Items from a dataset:
——

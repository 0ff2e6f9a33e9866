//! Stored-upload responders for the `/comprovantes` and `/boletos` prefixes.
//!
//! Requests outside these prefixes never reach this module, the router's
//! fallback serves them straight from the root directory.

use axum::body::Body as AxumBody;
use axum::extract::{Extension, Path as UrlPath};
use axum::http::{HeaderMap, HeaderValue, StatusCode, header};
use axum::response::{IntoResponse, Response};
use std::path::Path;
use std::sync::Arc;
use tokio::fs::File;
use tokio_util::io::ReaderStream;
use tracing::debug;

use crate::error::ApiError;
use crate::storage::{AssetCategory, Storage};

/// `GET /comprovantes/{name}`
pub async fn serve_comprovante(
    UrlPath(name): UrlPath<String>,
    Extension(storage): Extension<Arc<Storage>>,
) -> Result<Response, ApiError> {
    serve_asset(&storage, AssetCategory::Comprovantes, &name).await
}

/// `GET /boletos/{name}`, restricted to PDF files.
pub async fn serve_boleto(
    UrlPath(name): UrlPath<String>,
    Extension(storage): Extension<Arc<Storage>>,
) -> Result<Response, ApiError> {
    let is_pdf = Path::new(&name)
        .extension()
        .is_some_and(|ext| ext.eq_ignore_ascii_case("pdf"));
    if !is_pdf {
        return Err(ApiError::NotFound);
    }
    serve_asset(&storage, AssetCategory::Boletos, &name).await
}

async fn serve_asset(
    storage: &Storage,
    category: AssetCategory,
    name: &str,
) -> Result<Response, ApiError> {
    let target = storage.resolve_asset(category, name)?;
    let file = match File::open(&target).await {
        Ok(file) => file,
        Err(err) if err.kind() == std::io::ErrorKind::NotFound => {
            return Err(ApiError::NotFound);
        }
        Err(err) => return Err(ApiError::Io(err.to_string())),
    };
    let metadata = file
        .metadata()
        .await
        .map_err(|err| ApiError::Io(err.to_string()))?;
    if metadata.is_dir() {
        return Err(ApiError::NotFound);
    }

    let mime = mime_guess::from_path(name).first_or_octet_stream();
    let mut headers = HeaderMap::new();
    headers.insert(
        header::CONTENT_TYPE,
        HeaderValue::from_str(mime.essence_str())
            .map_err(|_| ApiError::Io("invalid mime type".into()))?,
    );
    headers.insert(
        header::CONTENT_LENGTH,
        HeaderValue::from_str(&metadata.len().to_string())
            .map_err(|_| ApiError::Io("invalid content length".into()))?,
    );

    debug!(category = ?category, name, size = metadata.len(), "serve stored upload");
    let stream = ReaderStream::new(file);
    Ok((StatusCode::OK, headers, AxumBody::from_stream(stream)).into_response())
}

——

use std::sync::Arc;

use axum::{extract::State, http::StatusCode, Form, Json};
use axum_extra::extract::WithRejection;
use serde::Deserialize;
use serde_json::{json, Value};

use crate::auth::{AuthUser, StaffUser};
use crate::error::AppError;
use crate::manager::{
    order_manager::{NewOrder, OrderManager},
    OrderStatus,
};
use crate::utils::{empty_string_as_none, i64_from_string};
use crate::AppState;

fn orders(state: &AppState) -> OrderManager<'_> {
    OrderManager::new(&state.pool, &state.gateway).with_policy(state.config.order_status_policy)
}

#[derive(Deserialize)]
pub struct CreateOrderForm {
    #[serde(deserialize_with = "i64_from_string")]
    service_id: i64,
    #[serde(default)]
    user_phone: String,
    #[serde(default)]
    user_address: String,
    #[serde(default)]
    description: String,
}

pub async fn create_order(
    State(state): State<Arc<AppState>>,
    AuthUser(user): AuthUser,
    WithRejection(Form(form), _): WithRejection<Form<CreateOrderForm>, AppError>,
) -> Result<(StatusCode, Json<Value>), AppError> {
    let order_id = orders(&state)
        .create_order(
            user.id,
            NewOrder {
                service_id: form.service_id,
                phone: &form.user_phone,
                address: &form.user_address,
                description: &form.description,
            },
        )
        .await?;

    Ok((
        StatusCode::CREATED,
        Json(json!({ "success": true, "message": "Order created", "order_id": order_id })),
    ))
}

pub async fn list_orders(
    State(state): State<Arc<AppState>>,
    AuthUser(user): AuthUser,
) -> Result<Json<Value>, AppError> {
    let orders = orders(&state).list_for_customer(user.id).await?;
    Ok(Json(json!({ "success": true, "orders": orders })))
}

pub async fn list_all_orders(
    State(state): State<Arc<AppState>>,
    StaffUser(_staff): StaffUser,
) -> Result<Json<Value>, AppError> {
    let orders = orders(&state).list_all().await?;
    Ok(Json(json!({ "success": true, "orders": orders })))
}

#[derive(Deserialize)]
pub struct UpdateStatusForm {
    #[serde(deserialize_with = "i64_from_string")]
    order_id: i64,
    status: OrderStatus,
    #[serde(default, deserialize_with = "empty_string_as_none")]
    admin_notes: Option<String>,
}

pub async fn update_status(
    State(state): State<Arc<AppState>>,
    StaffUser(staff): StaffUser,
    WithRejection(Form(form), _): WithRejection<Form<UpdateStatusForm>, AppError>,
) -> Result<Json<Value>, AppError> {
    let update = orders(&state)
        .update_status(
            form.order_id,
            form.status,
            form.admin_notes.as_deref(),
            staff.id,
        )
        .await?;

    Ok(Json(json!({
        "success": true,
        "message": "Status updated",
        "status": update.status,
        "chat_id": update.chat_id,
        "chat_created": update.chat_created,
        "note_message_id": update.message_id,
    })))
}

——

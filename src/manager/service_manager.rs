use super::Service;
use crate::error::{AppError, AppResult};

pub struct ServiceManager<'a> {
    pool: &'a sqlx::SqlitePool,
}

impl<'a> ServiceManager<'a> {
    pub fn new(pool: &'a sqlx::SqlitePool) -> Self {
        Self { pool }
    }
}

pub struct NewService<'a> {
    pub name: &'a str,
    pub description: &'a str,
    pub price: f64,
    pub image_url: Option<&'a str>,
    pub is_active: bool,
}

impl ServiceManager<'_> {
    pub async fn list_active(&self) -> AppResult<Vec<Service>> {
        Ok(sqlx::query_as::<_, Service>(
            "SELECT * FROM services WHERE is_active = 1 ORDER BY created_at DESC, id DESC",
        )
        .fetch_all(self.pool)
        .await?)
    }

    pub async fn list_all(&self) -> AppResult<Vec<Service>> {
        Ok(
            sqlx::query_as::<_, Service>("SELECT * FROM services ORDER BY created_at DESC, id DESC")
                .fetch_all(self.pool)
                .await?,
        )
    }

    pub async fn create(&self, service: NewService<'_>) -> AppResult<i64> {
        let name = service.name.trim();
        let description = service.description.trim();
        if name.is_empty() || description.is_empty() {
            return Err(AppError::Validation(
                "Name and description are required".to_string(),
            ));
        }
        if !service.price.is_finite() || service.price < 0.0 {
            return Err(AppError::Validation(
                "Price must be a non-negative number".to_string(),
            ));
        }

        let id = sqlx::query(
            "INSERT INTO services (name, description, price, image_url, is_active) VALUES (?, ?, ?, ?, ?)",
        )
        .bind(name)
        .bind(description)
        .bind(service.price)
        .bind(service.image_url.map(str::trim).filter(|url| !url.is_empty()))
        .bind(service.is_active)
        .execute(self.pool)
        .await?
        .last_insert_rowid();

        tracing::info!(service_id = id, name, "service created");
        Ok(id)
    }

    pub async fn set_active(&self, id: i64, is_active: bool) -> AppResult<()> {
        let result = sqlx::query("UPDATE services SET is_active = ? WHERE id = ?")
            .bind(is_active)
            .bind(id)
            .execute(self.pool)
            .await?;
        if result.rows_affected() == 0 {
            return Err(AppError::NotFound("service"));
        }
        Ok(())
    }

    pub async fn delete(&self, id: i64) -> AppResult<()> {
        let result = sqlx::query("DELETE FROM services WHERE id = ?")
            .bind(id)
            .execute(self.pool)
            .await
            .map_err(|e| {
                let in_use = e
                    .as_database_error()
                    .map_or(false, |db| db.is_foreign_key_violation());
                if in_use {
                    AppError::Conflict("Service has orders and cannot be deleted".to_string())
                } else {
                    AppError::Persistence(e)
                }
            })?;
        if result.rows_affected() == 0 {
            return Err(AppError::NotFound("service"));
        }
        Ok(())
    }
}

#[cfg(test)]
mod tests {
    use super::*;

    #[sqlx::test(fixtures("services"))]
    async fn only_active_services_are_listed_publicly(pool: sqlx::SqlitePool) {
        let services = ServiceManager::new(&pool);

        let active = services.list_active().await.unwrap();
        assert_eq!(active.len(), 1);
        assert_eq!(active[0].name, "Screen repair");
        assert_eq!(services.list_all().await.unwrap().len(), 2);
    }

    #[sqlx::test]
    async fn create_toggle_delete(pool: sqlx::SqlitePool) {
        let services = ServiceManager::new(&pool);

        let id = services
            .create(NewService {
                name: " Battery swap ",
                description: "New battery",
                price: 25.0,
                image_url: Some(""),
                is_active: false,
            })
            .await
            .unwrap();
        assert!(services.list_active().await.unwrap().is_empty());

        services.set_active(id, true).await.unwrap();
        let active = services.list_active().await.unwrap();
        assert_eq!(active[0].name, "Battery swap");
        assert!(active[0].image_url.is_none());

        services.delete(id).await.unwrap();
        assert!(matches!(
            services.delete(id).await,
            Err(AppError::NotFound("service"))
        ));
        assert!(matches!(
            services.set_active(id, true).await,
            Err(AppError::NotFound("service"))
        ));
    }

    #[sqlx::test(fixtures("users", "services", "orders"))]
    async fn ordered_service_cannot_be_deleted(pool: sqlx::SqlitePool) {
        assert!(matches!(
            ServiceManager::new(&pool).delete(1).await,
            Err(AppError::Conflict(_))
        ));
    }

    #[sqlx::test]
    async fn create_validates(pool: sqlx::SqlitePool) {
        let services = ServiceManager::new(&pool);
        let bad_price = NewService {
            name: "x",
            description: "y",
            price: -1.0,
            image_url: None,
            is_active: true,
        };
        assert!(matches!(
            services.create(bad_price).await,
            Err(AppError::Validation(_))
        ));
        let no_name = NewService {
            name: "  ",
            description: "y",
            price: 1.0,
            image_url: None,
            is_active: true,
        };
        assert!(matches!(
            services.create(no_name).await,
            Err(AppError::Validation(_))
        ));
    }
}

——

PROBLEM REQUIREMENTS ::
Filter the records, keeping only lines that contain "SqlitePool", and show those lines.

PROBLEM SOLUTION ::
    pool: &'a sqlx::SqlitePool,
    pub fn new(pool: &'a sqlx::SqlitePool) -> Self {
    async fn only_active_services_are_listed_publicly(pool: sqlx::SqlitePool) {
    async fn create_toggle_delete(pool: sqlx::SqlitePool) {
    async fn ordered_service_cannot_be_deleted(pool: sqlx::SqlitePool) {
    async fn create_validates(pool: sqlx::SqlitePool) {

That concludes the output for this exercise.